Find the number of non-congruent right triangles, where all the sides are positive integers, and one of the legs is $25$.

1 answer

Let $x$ denote the hypotenuse of the right triangle, and let $y$ denote the other leg. Because of the Pythagorean Theorem, $x^2 = 625 + y^2$. Completing the square, we get $x^2 - y^2 = (x + y)(x - y) = 625$. We note that $625 = 25^2$. We also note that because $x$ and $y$ are sides of the triangle, $x + y > x - y$. This means that $(x, y)$ and $(y, x)$ give us the same triangle, so we only need to consider one case.
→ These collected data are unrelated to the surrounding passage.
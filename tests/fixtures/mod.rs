//! Test fixtures for generating storyboard documents in memory.
//!
//! # Example
//!
//! ```rust
//! use fixtures::{color_rgb, StoryboardBuilder};
//!
//! let text = StoryboardBuilder::new()
//!     .add_view("label", &[color_rgb("textColor", 224, 49, 49, "1")])
//!     .build();
//! let document = palettize::parse_document(&text).unwrap();
//! ```
#![allow(
    dead_code,
    clippy::unwrap_used,
    clippy::expect_used,
    clippy::indexing_slicing,
    clippy::float_cmp,
    clippy::panic,
    clippy::cast_lossless
)]

use palettize::types::{Document, Element};

/// Format an 8-bit channel the way Interface Builder serializes it.
pub fn channel(value: u16) -> String {
    format!("{}", f64::from(value) / 255.0)
}

/// `<color>` with red/green/blue channels given in 0-255.
pub fn color_rgb(key: &str, red: u16, green: u16, blue: u16, alpha: &str) -> String {
    format!(
        r#"<color key="{key}" red="{}" green="{}" blue="{}" alpha="{alpha}" colorSpace="custom" customColorSpace="sRGB"/>"#,
        channel(red),
        channel(green),
        channel(blue)
    )
}

/// `<color>` with a single white channel.
pub fn color_white(key: &str, white: &str, alpha: &str) -> String {
    format!(
        r#"<color key="{key}" white="{white}" alpha="{alpha}" colorSpace="custom" customColorSpace="genericGamma22GrayColorSpace"/>"#
    )
}

/// Builder for storyboard documents: one scene holding the added views.
#[derive(Debug, Clone, Default)]
pub struct StoryboardBuilder {
    views: Vec<String>,
    named_colors: Vec<String>,
    with_resources: bool,
}

impl StoryboardBuilder {
    pub fn new() -> Self {
        Self {
            with_resources: true,
            ..Self::default()
        }
    }

    /// Add a view element of type `tag` with the given raw children.
    pub fn add_view(mut self, tag: &str, children: &[String]) -> Self {
        let id = format!("view-{}", self.views.len() + 1);
        if children.is_empty() {
            self.views.push(format!(r#"<{tag} id="{id}"/>"#));
        } else {
            self.views
                .push(format!(r#"<{tag} id="{id}">{}</{tag}>"#, children.concat()));
        }
        self
    }

    /// Add raw markup inside the scene's objects.
    pub fn add_raw(mut self, xml: &str) -> Self {
        self.views.push(xml.to_string());
        self
    }

    /// Pre-declare a named color in the resource table.
    pub fn declare(mut self, name: &str) -> Self {
        self.named_colors.push(name.to_string());
        self
    }

    /// Leave the `<resources>` element out entirely.
    pub fn without_resources(mut self) -> Self {
        self.with_resources = false;
        self
    }

    pub fn build(&self) -> String {
        let mut out = String::new();
        out.push_str(r#"<?xml version="1.0" encoding="UTF-8"?>"#);
        out.push('\n');
        out.push_str(
            r#"<document type="com.apple.InterfaceBuilder3.CocoaTouch.Storyboard.XIB" version="3.0" toolsVersion="14460.31" targetRuntime="iOS.CocoaTouch" initialViewController="vc-1">"#,
        );
        out.push_str(r#"<scenes><scene sceneID="scene-1"><objects>"#);
        out.push_str(r#"<viewController id="vc-1"><view key="view" id="root-view"><subviews>"#);
        for view in &self.views {
            out.push_str(view);
        }
        out.push_str("</subviews></view></viewController>");
        out.push_str("</objects></scene></scenes>");
        if self.with_resources {
            if self.named_colors.is_empty() {
                out.push_str("<resources/>");
            } else {
                out.push_str("<resources>");
                for name in &self.named_colors {
                    out.push_str(&format!(r#"<namedColor name="{name}"/>"#));
                }
                out.push_str("</resources>");
            }
        }
        out.push_str("</document>\n");
        out
    }

    pub fn parse(&self) -> Document {
        palettize::parse_document(&self.build()).expect("fixture should parse")
    }
}

/// All elements named `name`, in document order.
pub fn find_all<'a>(element: &'a Element, name: &str) -> Vec<&'a Element> {
    let mut out = Vec::new();
    collect(element, name, &mut out);
    out
}

fn collect<'a>(element: &'a Element, name: &str, out: &mut Vec<&'a Element>) {
    if element.name == name {
        out.push(element);
    }
    for child in element.child_elements() {
        collect(child, name, out);
    }
}

/// The `<color>` nodes of a document, in document order.
pub fn colors(document: &Document) -> Vec<&Element> {
    find_all(document.root().expect("root"), "color")
}

/// Names declared in the resource table, in order.
pub fn declared_names(document: &Document) -> Vec<String> {
    document
        .resources()
        .map(|r| {
            r.child_elements()
                .filter(|e| e.name == "namedColor")
                .filter_map(|e| e.attr("name").map(str::to_string))
                .collect()
        })
        .unwrap_or_default()
}

/// Attribute names of an element, in order.
pub fn attr_names(element: &Element) -> Vec<&str> {
    element
        .attributes
        .iter()
        .map(|a| a.name.as_str())
        .collect()
}
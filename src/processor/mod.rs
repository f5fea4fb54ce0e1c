//! Document processing
//!
//! Walks a parsed document, rewrites matching color nodes to named palette
//! colors, adds missing cell backgrounds, and declares every color used in
//! the document's resource table. Documents are processed one at a time; the
//! used-color accumulator is emptied at the end of each.

mod finalizer;
mod walker;

use log::debug;

use crate::error::Result;
use crate::export::write_document;
use crate::palette::PaletteColor;
use crate::parser::parse_document;
use crate::types::{Document, Node, ProcessReport, UsedColorSet};

use walker::TreeWalker;

/// Processing options.
#[derive(Debug, Clone, PartialEq, Eq)]
pub struct ProcessOptions {
    /// Color given to cell content views that lack a background.
    pub default_background: PaletteColor,
    /// Do not declare a color the resource table already declares. Off by
    /// default: every used color gets a new entry.
    pub skip_declared_resources: bool,
    /// Append a `resources` element to the root when colors need declaring
    /// and there is none. Off by default: such documents get no entries.
    pub create_resources: bool,
    /// Record opaque colors that matched nothing in the report.
    pub collect_unmatched: bool,
}

impl Default for ProcessOptions {
    fn default() -> Self {
        Self {
            default_background: PaletteColor::White,
            skip_declared_resources: false,
            create_resources: false,
            collect_unmatched: true,
        }
    }
}

/// Processes documents in sequence, one used-color set per document.
#[derive(Debug, Default)]
pub struct Processor {
    options: ProcessOptions,
    used: UsedColorSet,
}

impl Processor {
    pub fn new(options: ProcessOptions) -> Self {
        Self {
            options,
            used: UsedColorSet::new(),
        }
    }

    /// Process one document in place.
    pub fn process(&mut self, document: &mut Document) -> ProcessReport {
        let mut report = ProcessReport::default();

        let mut walker = TreeWalker::new(&self.options, &mut self.used, &mut report);
        for node in &mut document.nodes {
            if let Node::Element(element) = node {
                walker.visit(element);
            }
        }

        report.used_colors = self.used.iter().collect();
        report.declared_colors = finalizer::finalize(document, &mut self.used, &self.options);

        debug!(
            "{} node(s) rewritten, {} background(s) added, {} color(s) declared",
            report.rewritten,
            report.injected_backgrounds,
            report.declared_colors.len()
        );
        report
    }
}

/// Process a single document with `options`.
pub fn process_document(document: &mut Document, options: &ProcessOptions) -> ProcessReport {
    Processor::new(options.clone()).process(document)
}

/// Result of [`process_source`].
#[derive(Debug, Clone)]
pub struct ProcessedSource {
    pub text: String,
    pub report: ProcessReport,
}

/// Parse, process, and serialize one document's text.
///
/// # Errors
/// Returns an error if the text cannot be parsed or written back.
pub fn process_source(text: &str, processor: &mut Processor) -> Result<ProcessedSource> {
    let mut document = parse_document(text)?;
    let report = processor.process(&mut document);
    let text = write_document(&document)?;
    Ok(ProcessedSource { text, report })
}

#[cfg(test)]
#[allow(
    clippy::unwrap_used,
    clippy::expect_used,
    clippy::indexing_slicing,
    clippy::panic
)]
mod tests {
    use super::*;
    use crate::types::Element;

    fn doc(body: &str) -> Document {
        parse_document(&format!(
            "<document><objects>{body}</objects><resources/></document>"
        ))
        .unwrap()
    }

    fn find<'a>(element: &'a Element, name: &str) -> Option<&'a Element> {
        if element.name == name {
            return Some(element);
        }
        element.child_elements().find_map(|c| find(c, name))
    }

    fn declared(document: &Document) -> Vec<String> {
        document
            .resources()
            .unwrap()
            .child_elements()
            .filter_map(|e| e.attr("name").map(str::to_string))
            .collect()
    }

    #[test]
    fn test_process_rewrites_and_declares() {
        let mut document = doc(
            r#"<view><color key="backgroundColor" red="0.8784313725490196" green="0.19215686274509805" blue="0.19215686274509805" alpha="1" colorSpace="custom" customColorSpace="sRGB"/></view>"#,
        );
        let report = process_document(&mut document, &ProcessOptions::default());

        let color = find(document.root().unwrap(), "color").unwrap();
        assert_eq!(color.attr("key"), Some("backgroundColor"));
        assert_eq!(color.attr("name"), Some("poppyRed"));
        assert_eq!(color.attributes.len(), 2);

        assert_eq!(report.rewritten, 1);
        assert_eq!(report.used_colors, vec![PaletteColor::PoppyRed]);
        assert_eq!(report.declared_colors, vec![PaletteColor::PoppyRed]);
        assert_eq!(declared(&document), vec!["poppyRed"]);
    }

    #[test]
    fn test_used_set_is_emptied_between_documents() {
        let mut processor = Processor::default();
        let mut first = doc(r#"<color key="textColor" white="0.6" alpha="1"/>"#);
        let mut second = doc(r#"<label text="plain"/>"#);

        let a = processor.process(&mut first);
        let b = processor.process(&mut second);

        assert_eq!(a.declared_colors, vec![PaletteColor::Ash]);
        assert!(b.used_colors.is_empty());
        assert!(b.declared_colors.is_empty());
        assert_eq!(declared(&first), vec!["ash"]);
        assert!(declared(&second).is_empty());
    }

    #[test]
    fn test_colors_used_without_key_are_still_declared() {
        let mut document = doc(r#"<color white="1" alpha="1"/>"#);
        let report = process_document(&mut document, &ProcessOptions::default());
        assert_eq!(report.rewritten, 0);
        assert_eq!(report.declared_colors, vec![PaletteColor::White]);
        let color = find(document.root().unwrap(), "color").unwrap();
        assert_eq!(color.attr("white"), Some("1"));
    }

    #[test]
    fn test_missing_resources_created() {
        let mut document =
            parse_document(r#"<document><color key="c" white="0" alpha="1"/></document>"#).unwrap();
        let options = ProcessOptions {
            create_resources: true,
            ..ProcessOptions::default()
        };
        let report = process_document(&mut document, &options);
        assert_eq!(report.declared_colors, vec![PaletteColor::Black]);
        assert_eq!(declared(&document), vec!["black"]);
    }

    #[test]
    fn test_missing_resources_left_alone_by_default() {
        let mut document =
            parse_document(r#"<document><color key="c" white="0" alpha="1"/></document>"#).unwrap();
        let report = process_document(&mut document, &ProcessOptions::default());
        assert_eq!(report.used_colors, vec![PaletteColor::Black]);
        assert!(report.declared_colors.is_empty());
        assert!(document.resources().is_none());
    }

    #[test]
    fn test_declared_colors_not_duplicated_when_skipping() {
        let mut document = parse_document(
            r#"<document><color key="c" white="0" alpha="1"/><resources><namedColor name="black"/></resources></document>"#,
        )
        .unwrap();
        let options = ProcessOptions {
            skip_declared_resources: true,
            ..ProcessOptions::default()
        };
        let report = process_document(&mut document, &options);
        assert!(report.declared_colors.is_empty());
        assert_eq!(declared(&document), vec!["black"]);
    }

    #[test]
    fn test_every_used_color_appended_by_default() {
        let mut document = parse_document(
            r#"<document><color key="c" white="0" alpha="1"/><resources><namedColor name="black"/></resources></document>"#,
        )
        .unwrap();
        let report = process_document(&mut document, &ProcessOptions::default());
        assert_eq!(report.declared_colors, vec![PaletteColor::Black]);
        assert_eq!(declared(&document), vec!["black", "black"]);
    }

    #[test]
    fn test_unmatched_reported() {
        let mut document = doc(r#"<color key="tintColor" red="0.1" green="0.5" blue="0.9" alpha="1"/>"#);
        let report = process_document(&mut document, &ProcessOptions::default());
        assert_eq!(report.unmatched.len(), 1);
        let unmatched = &report.unmatched[0];
        assert_eq!(unmatched.key.as_deref(), Some("tintColor"));
        assert_eq!(unmatched.red, Some(25));
        assert_eq!(unmatched.hex, "#197fe5");
    }

    #[test]
    fn test_process_source_roundtrip() {
        let mut processor = Processor::default();
        let out = process_source(
            "<document><color key=\"k\" white=\"1\" alpha=\"1\"/><resources/></document>",
            &mut processor,
        )
        .unwrap();
        assert_eq!(
            out.text,
            "<document>\n    <color key=\"k\" name=\"white\"/>\n    <resources>\n        <namedColor name=\"white\"/>\n    </resources>\n</document>\n"
        );
        assert_eq!(out.report.rewritten, 1);
    }
}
We now proceed with casework on the prime factors of $625 = 5^4$.

Case 1: $x - y = 1$ and $x + y = 625$. This implies $x = 313, y = 312$. We can confirm these are in fact positive integers that satisfy the original equation. Thus, there is $1$ triangle in this case.
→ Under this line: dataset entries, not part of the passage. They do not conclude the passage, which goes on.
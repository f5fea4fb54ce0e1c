//! Data types for layout documents and processing results.

mod document;
mod node;
mod report;

pub use document::*;
pub use node::*;
pub use report::*;
//! Element mutations.

use log::debug;

use super::{BACKGROUND_COLOR_KEY, COLOR_TAG, NAMED_COLOR_ELEMENT};
use crate::palette::PaletteColor;
use crate::types::{Attribute, Element};
use crate::xml_helpers::attr_string;

/// Rewrite a color node to reference `color` by name.
///
/// Afterwards the node carries exactly `key` (unchanged) and `name`; every
/// channel, alpha, and color-space attribute is gone. A node without `key`
/// is left untouched and `false` is returned.
pub fn rewrite_color_node(element: &mut Element, color: PaletteColor) -> bool {
    let Some(key) = element
        .attributes
        .iter()
        .find(|a| a.name == "key")
        .cloned()
    else {
        debug!("<{}> has no key, not rewritten to {color}", element.name);
        return false;
    };

    element.attributes = vec![key, Attribute::new("name", color.name())];
    true
}

/// Give a cell content view a `backgroundColor` child if it has none.
///
/// Only direct children are inspected: any child whose tag contains `color`
/// and whose `key` is `backgroundColor` counts, whatever its value. Returns
/// `true` when a node was appended.
pub fn ensure_background_color(container: &mut Element, color: PaletteColor) -> bool {
    let has_background = container.child_elements().any(|child| {
        child.name.contains(COLOR_TAG)
            && attr_string(child, "key").as_deref() == Some(BACKGROUND_COLOR_KEY)
    });
    if has_background {
        return false;
    }

    container.push_child(
        Element::new(COLOR_TAG)
            .with_attr("key", BACKGROUND_COLOR_KEY)
            .with_attr("name", color.name()),
    );
    true
}

/// Whether the resource table already declares `color`.
pub fn declares_named_color(resources: &Element, color: PaletteColor) -> bool {
    resources.child_elements().any(|child| {
        child.name == NAMED_COLOR_ELEMENT
            && attr_string(child, "name").as_deref() == Some(color.name())
    })
}

/// Append a `namedColor` declaration for `color` to the resource table.
pub fn declare_named_color(resources: &mut Element, color: PaletteColor) {
    resources.push_child(Element::new(NAMED_COLOR_ELEMENT).with_attr("name", color.name()));
}

#[cfg(test)]
#[allow(
    clippy::unwrap_used,
    clippy::expect_used,
    clippy::indexing_slicing,
    clippy::panic
)]
mod tests {
    use super::*;
    use crate::types::Node;

    fn color_node() -> Element {
        Element::new("color")
            .with_attr("key", "textColor")
            .with_attr("red", "1")
            .with_attr("green", "0")
            .with_attr("blue", "0")
            .with_attr("alpha", "1")
            .with_attr("colorSpace", "custom")
            .with_attr("customColorSpace", "sRGB")
    }

    #[test]
    fn test_rewrite_keeps_only_key_and_name() {
        let mut node = color_node();
        assert!(rewrite_color_node(&mut node, PaletteColor::PoppyRed));
        assert_eq!(
            node.attributes,
            vec![
                Attribute::new("key", "textColor"),
                Attribute::new("name", "poppyRed")
            ]
        );
    }

    #[test]
    fn test_rewrite_last_call_wins() {
        let mut node = color_node();
        rewrite_color_node(&mut node, PaletteColor::ConfidentOrange);
        rewrite_color_node(&mut node, PaletteColor::White);
        assert_eq!(node.attr("key"), Some("textColor"));
        assert_eq!(node.attr("name"), Some("white"));
        assert_eq!(node.attributes.len(), 2);
    }

    #[test]
    fn test_rewrite_without_key_is_noop() {
        let mut node = Element::new("color")
            .with_attr("white", "1")
            .with_attr("alpha", "1");
        let before = node.clone();
        assert!(!rewrite_color_node(&mut node, PaletteColor::White));
        assert_eq!(node, before);
    }

    #[test]
    fn test_background_injected_into_empty_container() {
        let mut view = Element::new("tableViewCellContentView");
        assert!(ensure_background_color(&mut view, PaletteColor::White));
        assert_eq!(view.children.len(), 1);
        let Node::Element(child) = &view.children[0] else {
            panic!("expected element");
        };
        assert_eq!(child.name, "color");
        assert_eq!(
            child.attributes,
            vec![
                Attribute::new("key", "backgroundColor"),
                Attribute::new("name", "white")
            ]
        );
    }

    #[test]
    fn test_existing_background_is_respected() {
        let mut view = Element::new("tableViewCellContentView");
        view.push_child(
            Element::new("color")
                .with_attr("key", "backgroundColor")
                .with_attr("name", "latte"),
        );
        assert!(!ensure_background_color(&mut view, PaletteColor::White));
        assert_eq!(view.children.len(), 1);
    }

    #[test]
    fn test_background_check_is_one_level_deep() {
        let mut view = Element::new("tableViewCellContentView");
        let mut subview = Element::new("view");
        subview.push_child(Element::new("color").with_attr("key", "backgroundColor"));
        view.push_child(subview);
        assert!(ensure_background_color(&mut view, PaletteColor::White));
        assert_eq!(view.children.len(), 2);
    }

    #[test]
    fn test_declare_named_color() {
        let mut resources = Element::new("resources");
        assert!(!declares_named_color(&resources, PaletteColor::Ash));
        declare_named_color(&mut resources, PaletteColor::Ash);
        assert!(declares_named_color(&resources, PaletteColor::Ash));
        assert!(!declares_named_color(&resources, PaletteColor::Gray));
    }
}
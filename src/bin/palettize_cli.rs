//! CLI tool for palettize - rewrites inline colors to named palette colors
//!
//! Usage:
//!   palettize_cli                                  # storyboard/ and xib/ in the cwd
//!   palettize_cli App/Base.lproj                   # print rewritten documents
//!   palettize_cli App -i --skip-declared           # rewrite in place, safe to re-run
//!   palettize_cli App --report colors.json         # also write a JSON report

#![allow(clippy::exit)]

use std::fs;
use std::io::{self, Write};
use std::path::PathBuf;

use clap::{ArgAction, Parser};
use log::{info, warn};

use palettize::discovery::{discover, load_sources, DEFAULT_EXTENSIONS, DEFAULT_ROOTS};
use palettize::export::reports_to_json;
use palettize::logging::{init_logging, LoggingConfig};
use palettize::{process_source, PaletteColor, ProcessOptions, ProcessReport, Processor};

#[derive(Parser, Debug)]
#[command(name = "palettize_cli")]
#[command(author, version, about, long_about = None)]
struct Args {
    /// Layout files or directories to search (default: storyboard/ and xib/)
    paths: Vec<PathBuf>,

    /// File extensions to pick up when walking directories
    #[arg(short = 'e', long = "extension")]
    extensions: Vec<String>,

    /// Write rewritten documents back instead of printing them
    #[arg(short = 'i', long = "in-place", action = ArgAction::SetTrue)]
    in_place: bool,

    /// Write a JSON report of every processed document to this file
    #[arg(long)]
    report: Option<PathBuf>,

    /// Palette color given to cell content views without a background
    #[arg(long = "default-background", default_value = "white", value_parser = parse_palette_color)]
    default_background: PaletteColor,

    /// Do not declare colors the resource table already declares
    #[arg(long = "skip-declared", action = ArgAction::SetTrue)]
    skip_declared: bool,

    /// Add a resource table to documents that have none
    #[arg(long = "create-resources", action = ArgAction::SetTrue)]
    create_resources: bool,

    /// Use debug logging level
    #[arg(short = 'd', long, action = ArgAction::SetTrue)]
    debug: bool,
}

fn parse_palette_color(s: &str) -> Result<PaletteColor, String> {
    s.parse().map_err(|e: palettize::error::PalettizeError| e.to_string())
}

fn main() {
    let args = Args::parse();

    init_logging(LoggingConfig {
        default_level: if args.debug {
            log::LevelFilter::Debug
        } else {
            log::LevelFilter::Info
        },
        ..LoggingConfig::default()
    });

    let roots = if args.paths.is_empty() {
        DEFAULT_ROOTS.iter().map(|r| PathBuf::from(*r)).collect()
    } else {
        args.paths
    };
    let extensions = if args.extensions.is_empty() {
        DEFAULT_EXTENSIONS.iter().map(|s| (*s).to_string()).collect()
    } else {
        args.extensions
    };

    // Discovery failure aborts the whole run
    let paths = match discover(&roots, &extensions) {
        Ok(p) => p,
        Err(e) => {
            eprintln!("Error: {e}");
            std::process::exit(1);
        }
    };

    let mut processor = Processor::new(ProcessOptions {
        default_background: args.default_background,
        skip_declared_resources: args.skip_declared,
        create_resources: args.create_resources,
        ..ProcessOptions::default()
    });

    let mut reports: Vec<ProcessReport> = Vec::new();
    let stdout = io::stdout();
    let mut out = stdout.lock();

    for source in load_sources(&paths) {
        let name = source.display_name();
        let processed = match process_source(&source.text, &mut processor) {
            Ok(p) => p,
            Err(e) => {
                warn!("skipping {}: {e}", source.path.display());
                continue;
            }
        };

        info!(
            "{name}: {} rewritten, {} background(s) added, {} color(s) declared",
            processed.report.rewritten,
            processed.report.injected_backgrounds,
            processed.report.declared_colors.len()
        );

        if args.in_place {
            if let Err(e) = fs::write(&source.path, &processed.text) {
                eprintln!("Error writing {}: {}", source.path.display(), e);
                std::process::exit(1);
            }
        } else if let Err(e) = write!(
            out,
            "-----------------{name}-----------------\n{}",
            processed.text
        ) {
            eprintln!("Error writing output: {e}");
            std::process::exit(1);
        }

        let mut report = processed.report;
        report.source = Some(source.path.display().to_string());
        reports.push(report);
    }

    if let Some(path) = args.report {
        let json = match reports_to_json(&reports) {
            Ok(j) => j,
            Err(e) => {
                eprintln!("Error serializing report: {e}");
                std::process::exit(1);
            }
        };
        if let Err(e) = fs::write(&path, json) {
            eprintln!("Error writing {}: {}", path.display(), e);
            std::process::exit(1);
        }
        eprintln!("Written: {}", path.display());
    }
}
Case 2: $x - y = 5$ and $x + y = 125$. This implies $x = 65, y = 60$. Again, we confirm these are in fact positive integers that satisfy the original equation. Therefore there is $1$ triangle in this case as well.

Case 3: $x - y = 25$ and $x + y = 25$. The two equations give us $x = 25, y = 0$. However, one of the legs cannot be $0$. Therefore there are $\boxed{2}$ triangles overall.